Olympic Heritage Paralympic Legacy exhibition

Anton Geesink
Image: ©1964 / Comité International Olympique

The Online Tour of this exhibition is available on our Youtube Channel!

About the exhibition

This exhibition is based on the fundamental principle of Olympism that “the practice of sport is a human right. Every individual must have the possibility of practising sport, without discrimination of any kind and in the Olympic spirit, which requires mutual understanding with a spirit of friendship, solidarity and fair play.” (link)

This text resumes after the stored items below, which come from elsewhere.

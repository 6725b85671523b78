use std::any::Any;

use crate::bodies::RigidBody;
use crate::collision::Contact;
use crate::constraints::constraint::{apply_pair_impulses, pair_inverse_mass, pair_velocities};
use crate::constraints::Constraint;
use crate::core::{BodyHandle, BodyStorage};
use crate::math::{gauss_seidel, Jacobian, Lambda, Vector2};

/// Default Baumgarte factor for contacts
pub const CONTACT_BETA: f32 = 1.0;

/// Default penetration tolerated without positional correction
pub const CONTACT_SLOP: f32 = 0.01;

/// Non-penetration and friction for one contact point.
///
/// Row 0 keeps the bodies from approaching along the contact normal, row 1
/// bounds sliding along the tangent by `friction * normal impulse`. Built
/// fresh from each step's contacts.
#[derive(Debug, Clone)]
pub struct PenetrationConstraint {
    bodies: [BodyHandle; 2],

    /// Contact start in A's local space
    point_a: Vector2,

    /// Contact end in B's local space
    point_b: Vector2,

    /// Contact normal as a direction in A's local space
    normal: Vector2,

    jacobian: Jacobian<2>,

    cached_lambda: Lambda<2>,

    bias: f32,

    /// Larger of the two bodies' friction coefficients
    friction: f32,

    beta: f32,

    slop: f32,
}

impl PenetrationConstraint {
    pub fn new(contact: &Contact, a: &RigidBody, b: &RigidBody) -> Self {
        Self {
            bodies: [contact.body_a, contact.body_b],
            point_a: a.world_to_local(&contact.start),
            point_b: b.world_to_local(&contact.end),
            normal: a.world_direction_to_local(&contact.normal),
            jacobian: Jacobian::zeros(),
            cached_lambda: Lambda::zeros(),
            bias: 0.0,
            friction: 0.0,
            beta: CONTACT_BETA,
            slop: CONTACT_SLOP,
        }
    }

    pub fn with_stabilization(mut self, beta: f32, slop: f32) -> Self {
        self.beta = beta;
        self.slop = slop;
        self
    }

    /// Accumulated normal impulse, never negative
    pub fn normal_impulse(&self) -> f32 {
        self.cached_lambda[0]
    }

    /// Accumulated friction impulse
    pub fn tangent_impulse(&self) -> f32 {
        self.cached_lambda[1]
    }

    pub fn friction(&self) -> f32 {
        self.friction
    }
}

impl Constraint for PenetrationConstraint {
    fn constraint_type(&self) -> &'static str {
        "Penetration"
    }

    fn get_bodies(&self) -> &[BodyHandle] {
        &self.bodies
    }

    fn pre_solve(&mut self, bodies: &mut BodyStorage<RigidBody>, dt: f32) {
        let Ok((a, b)) = bodies.get2_mut(self.bodies[0], self.bodies[1]) else {
            return;
        };

        let pa = a.local_to_world(&self.point_a);
        let pb = b.local_to_world(&self.point_b);
        let n = a.local_direction_to_world(&self.normal);
        let ra = pa - a.get_position();
        let rb = pb - b.get_position();

        self.jacobian = Jacobian::zeros();
        self.jacobian.set_row(0, &Jacobian::<1>::from_row_slice(&[-n.x, -n.y, -ra.cross(&n), n.x, n.y, rb.cross(&n)]));

        self.friction = a.get_friction().max(b.get_friction());
        if self.friction > 0.0 {
            let t = n.normal();
            self.jacobian.set_row(1, &Jacobian::<1>::from_row_slice(&[-t.x, -t.y, -ra.cross(&t), t.x, t.y, rb.cross(&t)]));
        }

        let warm_start = self.jacobian.transpose() * self.cached_lambda;
        apply_pair_impulses(a, b, &warm_start);

        // negative while the surfaces overlap by more than the slop
        let error = ((pb - pa).dot(&-n) + self.slop).min(0.0);
        self.bias = (self.beta / dt) * error;
    }

    fn solve(&mut self, bodies: &mut BodyStorage<RigidBody>) {
        let Ok((a, b)) = bodies.get2_mut(self.bodies[0], self.bodies[1]) else {
            return;
        };

        let velocities = pair_velocities(a, b);
        let inv_mass = pair_inverse_mass(a, b);
        let jt = self.jacobian.transpose();

        let lhs = self.jacobian * inv_mass * jt;
        let mut rhs = -(self.jacobian * velocities);
        rhs[0] -= self.bias;

        let mut lambda = gauss_seidel(&lhs, &rhs);

        let previous = self.cached_lambda;
        self.cached_lambda += lambda;
        self.cached_lambda[0] = self.cached_lambda[0].max(0.0);
        if self.friction > 0.0 {
            // no normal impulse, no friction; also keeps `0 * inf` out of the bound
            let max_friction = if self.cached_lambda[0] > 0.0 { self.cached_lambda[0] * self.friction } else { 0.0 };
            self.cached_lambda[1] = self.cached_lambda[1].clamp(-max_friction, max_friction);
        }
        lambda = self.cached_lambda - previous;

        apply_pair_impulses(a, b, &(jt * lambda));
    }

    fn post_solve(&mut self) {}

    fn world_anchors(&self, bodies: &BodyStorage<RigidBody>) -> Option<(Vector2, Vector2)> {
        let a = bodies.fetch(self.bodies[0]).ok()?;
        let b = bodies.fetch(self.bodies[1]).ok()?;
        Some((a.local_to_world(&self.point_a), b.local_to_world(&self.point_b)))
    }

    fn as_any(&self) -> &dyn Any {
        self
    }
}

#[cfg(test)]
mod tests {
    use super::*;
    use crate::collision::collide_circles;
    use crate::core::Storage;
    use crate::shapes::Shape;
    use approx::assert_relative_eq;

    fn colliding_circles(mass_a: f32, velocity_b: Vector2) -> (BodyStorage<RigidBody>, PenetrationConstraint) {
        let mut bodies = BodyStorage::new();
        let ha = bodies.add(RigidBody::new(&Shape::circle(1.0), Vector2::zero(), mass_a));
        let hb = bodies.add(RigidBody::new(&Shape::circle(1.0), Vector2::new(1.995, 0.0), 1.0));
        bodies.get_mut(hb).unwrap().set_linear_velocity(velocity_b);

        let (a, b) = (bodies.get(ha).unwrap(), bodies.get(hb).unwrap());
        let contact = collide_circles(
            ha,
            a.get_position(),
            a.get_shape().as_circle().unwrap(),
            hb,
            b.get_position(),
            b.get_shape().as_circle().unwrap(),
        )
        .unwrap();
        let constraint = PenetrationConstraint::new(&contact, a, b);
        (bodies, constraint)
    }

    #[test]
    fn stops_approach_along_normal() {
        let (mut bodies, mut c) = colliding_circles(0.0, Vector2::new(-3.0, 0.0));
        let hb = c.get_bodies()[1];
        c.pre_solve(&mut bodies, 1.0 / 60.0);
        for _ in 0..5 {
            c.solve(&mut bodies);
        }
        let v = bodies.get(hb).unwrap().get_linear_velocity();
        assert_relative_eq!(v.x, 0.0, epsilon = 1e-4);
        assert!(c.normal_impulse() > 0.0);
    }

    #[test]
    fn never_pulls_separating_bodies() {
        let (mut bodies, mut c) = colliding_circles(0.0, Vector2::new(3.0, 0.0));
        let hb = c.get_bodies()[1];
        c.pre_solve(&mut bodies, 1.0 / 60.0);
        c.solve(&mut bodies);
        assert_eq!(c.normal_impulse(), 0.0);
        assert_relative_eq!(bodies.get(hb).unwrap().get_linear_velocity().x, 3.0);
    }

    #[test]
    fn friction_is_bounded_by_normal_impulse() {
        let (mut bodies, mut c) = colliding_circles(0.0, Vector2::new(-1.0, 5.0));
        c.pre_solve(&mut bodies, 1.0 / 60.0);
        for _ in 0..10 {
            c.solve(&mut bodies);
        }
        assert_relative_eq!(c.friction(), 0.7);
        assert!(c.tangent_impulse().abs() <= c.normal_impulse() * c.friction() + 1e-5);
    }

    #[test]
    fn unbounded_friction_without_normal_impulse_applies_nothing() {
        let (mut bodies, mut c) = colliding_circles(0.0, Vector2::new(3.0, 5.0));
        let (ha, hb) = (c.get_bodies()[0], c.get_bodies()[1]);
        bodies.get_mut(ha).unwrap().set_friction(f32::INFINITY);
        bodies.get_mut(hb).unwrap().set_friction(f32::INFINITY);

        c.pre_solve(&mut bodies, 1.0 / 60.0);
        c.solve(&mut bodies);

        assert_eq!(c.normal_impulse(), 0.0);
        assert_eq!(c.tangent_impulse(), 0.0);
        let v = bodies.get(hb).unwrap().get_linear_velocity();
        assert_relative_eq!(v.x, 3.0);
        assert_relative_eq!(v.y, 5.0);
    }
}
use crate::bodies::RigidBody;
use crate::core::{BodyHandle, BodyStorage};

/// Base trait for force generators that can apply forces to bodies.
///
/// Registered generators run at the start of every step, before gravity is
/// added and forces are integrated.
pub trait ForceGenerator: Send + Sync + std::fmt::Debug + 'static {
    /// Returns the type name of the force generator
    fn generator_type(&self) -> &'static str;

    /// Accumulates this generator's forces on the affected bodies
    fn apply_forces(&self, bodies: &mut BodyStorage<RigidBody>, dt: f32);

    /// Returns the bodies affected by this force generator
    fn get_affected_bodies(&self) -> &[BodyHandle];

    /// Returns true if the force generator affects the given body
    fn affects_body(&self, body: BodyHandle) -> bool {
        self.get_affected_bodies().contains(&body)
    }

    /// Forgets a body that is leaving the world
    fn remove_body(&mut self, body: BodyHandle);
}
mod shape;
mod circle;
mod polygon;
mod box_shape;

pub use shape::{Shape, ShapeType};
pub use circle::CircleShape;
pub use polygon::{PolygonShape, Separation};
pub use box_shape::BoxShape;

We show you two expressions of this principle. First of all, through the figure of Anton Geesink who won the Gold Medal in the open division of Judo at the Nippon Budokan on 23 October 1964. The respect that he showed to his opponent upon his victory is acknowledged as the embodiment of the Olympic spirit. Geesink has been a friend of Japan throughout his life and has also been a guest at this residence many times. He welcomes you here in that same suite of the legendary match – back in Japan for the first time in 57 years. Geesink was a Game Changer: his victory contributed to the international acceptance of Judo and as an Olympic discipline.

The second expression is the social legacy project Game Changer which promotes a better integration of people with an impairment through knowledge exchange between Dutch experts and Japanese sports clubs, schools and local governmental bodies in Tokyo. The Game Changer project has been focused on the practice of sport as a human right and that everyone, regardless of their disposition, must have the possibility of practicing sport. The embassy is proud to have been involved in this meaningful project from the beginning.

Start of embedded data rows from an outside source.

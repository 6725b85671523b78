use crate::math::{Aabb, Transform, Vector2};
use crate::shapes::{BoxShape, CircleShape, PolygonShape};
use crate::Result;

#[cfg(feature = "serialize")]
use serde::{Serialize, Deserialize};

/// Kind tag of a [`Shape`]
#[derive(Debug, Clone, Copy, PartialEq, Eq, Hash)]
#[cfg_attr(feature = "serialize", derive(Serialize, Deserialize))]
pub enum ShapeType {
    Circle,
    Polygon,
    Box,
}

/// Collision geometry attached to a body.
///
/// Cloning a shape deep-copies its vertex buffers, so every body owns an
/// independent copy of the geometry it was created with.
#[derive(Debug, Clone, PartialEq)]
#[cfg_attr(feature = "serialize", derive(Serialize, Deserialize))]
pub enum Shape {
    Circle(CircleShape),
    Polygon(PolygonShape),
    Box(BoxShape),
}

impl Shape {
    pub fn circle(radius: f32) -> Self {
        Shape::Circle(CircleShape::new(radius))
    }

    /// Convex polygon from counter-clockwise vertices; fails with fewer than 3
    pub fn polygon(vertices: Vec<Vector2>) -> Result<Self> {
        Ok(Shape::Polygon(PolygonShape::new(vertices)?))
    }

    pub fn rectangle(width: f32, height: f32) -> Self {
        Shape::Box(BoxShape::new(width, height))
    }

    pub fn shape_type(&self) -> ShapeType {
        match self {
            Shape::Circle(_) => ShapeType::Circle,
            Shape::Polygon(_) => ShapeType::Polygon,
            Shape::Box(_) => ShapeType::Box,
        }
    }

    /// Moment of inertia per unit mass
    pub fn moment_of_inertia(&self) -> f32 {
        match self {
            Shape::Circle(circle) => circle.moment_of_inertia(),
            Shape::Polygon(polygon) => polygon.moment_of_inertia(),
            Shape::Box(b) => b.moment_of_inertia(),
        }
    }

    /// Refreshes cached world vertices; a no-op for circles
    pub fn update_vertices(&mut self, transform: &Transform) {
        match self {
            Shape::Circle(_) => {}
            Shape::Polygon(polygon) => polygon.update_vertices(transform),
            Shape::Box(b) => b.polygon_mut().update_vertices(transform),
        }
    }

    /// Tight world bounds; polygon bounds rely on up-to-date world vertices
    pub fn compute_aabb(&self, transform: &Transform) -> Aabb {
        match self {
            Shape::Circle(circle) => {
                let r = circle.radius();
                Aabb::from_center_half_extents(transform.position, Vector2::new(r, r))
            }
            _ => self
                .as_polygon()
                .and_then(|polygon| Aabb::from_points(polygon.world_vertices()))
                .unwrap_or_else(|| Aabb::new(transform.position, transform.position)),
        }
    }

    pub fn as_circle(&self) -> Option<&CircleShape> {
        match self {
            Shape::Circle(circle) => Some(circle),
            _ => None,
        }
    }

    /// Polygon view of polygon and box shapes
    pub fn as_polygon(&self) -> Option<&PolygonShape> {
        match self {
            Shape::Circle(_) => None,
            Shape::Polygon(polygon) => Some(polygon),
            Shape::Box(b) => Some(b.polygon()),
        }
    }

    pub fn is_polygon(&self) -> bool {
        self.as_polygon().is_some()
    }
}

impl From<CircleShape> for Shape {
    fn from(circle: CircleShape) -> Self {
        Shape::Circle(circle)
    }
}

impl From<PolygonShape> for Shape {
    fn from(polygon: PolygonShape) -> Self {
        Shape::Polygon(polygon)
    }
}

impl From<BoxShape> for Shape {
    fn from(b: BoxShape) -> Self {
        Shape::Box(b)
    }
}

#[cfg(test)]
mod tests {
    use super::*;
    use crate::math::Rotation;
    use approx::assert_relative_eq;

    #[test]
    fn inertia_formulas() {
        assert_relative_eq!(Shape::circle(2.0).moment_of_inertia(), 2.0);
        assert_relative_eq!(Shape::rectangle(3.0, 4.0).moment_of_inertia(), 25.0 / 12.0);
    }

    #[test]
    fn clone_is_independent() {
        let original = Shape::rectangle(1.0, 1.0);
        let mut copy = original.clone();
        copy.update_vertices(&Transform::from_position(Vector2::new(10.0, 0.0)));
        assert_eq!(original.as_polygon().map(|p| p.world_vertices()[0]), Some(Vector2::new(-0.5, -0.5)));
        assert_eq!(copy.as_polygon().map(|p| p.world_vertices()[0]), Some(Vector2::new(9.5, -0.5)));
    }

    #[test]
    fn rotated_box_bounds() {
        let mut shape = Shape::rectangle(2.0, 2.0);
        let transform = Transform::new(Vector2::zero(), Rotation::new(std::f32::consts::FRAC_PI_4));
        shape.update_vertices(&transform);
        let aabb = shape.compute_aabb(&transform);
        assert_relative_eq!(aabb.max.x, 2.0_f32.sqrt(), epsilon = 1e-5);
        assert_relative_eq!(aabb.min.y, -(2.0_f32.sqrt()), epsilon = 1e-5);
    }
}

Although the enduring pandemic does not allow us to invite you to come and see the exhibition, we hope that this online information will spark a small flame of the Olympic and Paralympic spirit in you which you can pass on to others. In closing, we would like to thank the NOC*NSF for their support in realizing this exhibition.

The Footprint of Anton Geesink

Judo made its Olympic debut at the Tokyo Olympics in 1964. Being the birthplace of the sport, this attracted a lot of attention, and set the stage for Japan to show the world its national pride. Living up to the expectations, Japan won gold medals in all divisions: lightweight, middleweight, and heavyweight. That left only the open category to be competed over. At the time, the open category was the most prestigious within the whole field of judo. It was a greatly anticipated match. The match of the century, some would argue. On the 23rd of October, on the last day of the competition, the Judo Open Category final was held at the Nippon Budokan Hall.

Anton Geesink from the Netherlands was the first to enter. Geesink, a 30-year-old 198 cm tall, 120 kg giant, and world champion, had steadily won his way through the tournament. His opponent was Akio Kaminaga, the All-Japan Judo Championship winner who had advanced his way through a consolation match. The size difference between the two was obvious. Yet Kaminaga was a star in the Japanese judo world, an icon of the so-called Kamikuma era together with Isao Inokuma, and was thought to be a fitting adversary for Geesink.

The final started as Princess Beatrix of the Kingdom of the Netherlands and the Crown Prince of Japan watched on in the audience. Some thought that Geesink, who had defeated Kaminaga in the preliminary round, also had the mental
advantage. Geesink was an imposing athlete, but then again strength alone is not enough to win in judo. Spirit, technique, and strength needs to be in harmony, and Kaminaga also seemed promising. Yet the match took an unexpected turn.
Kaminaga’s attempt to apply a technique was crushed by Geesink who locked him in a 30-second Kesa-gatame mat hold, with Kaminaga trying his best to escape. After nine minutes and twenty two seconds, Geesink won the gold medal by scoring ippon with Kesa-gatame. It is said that the hall was completely silent. This was the moment when Japanese judo became a world sport, and it is a story that has been passed down from generation to generation.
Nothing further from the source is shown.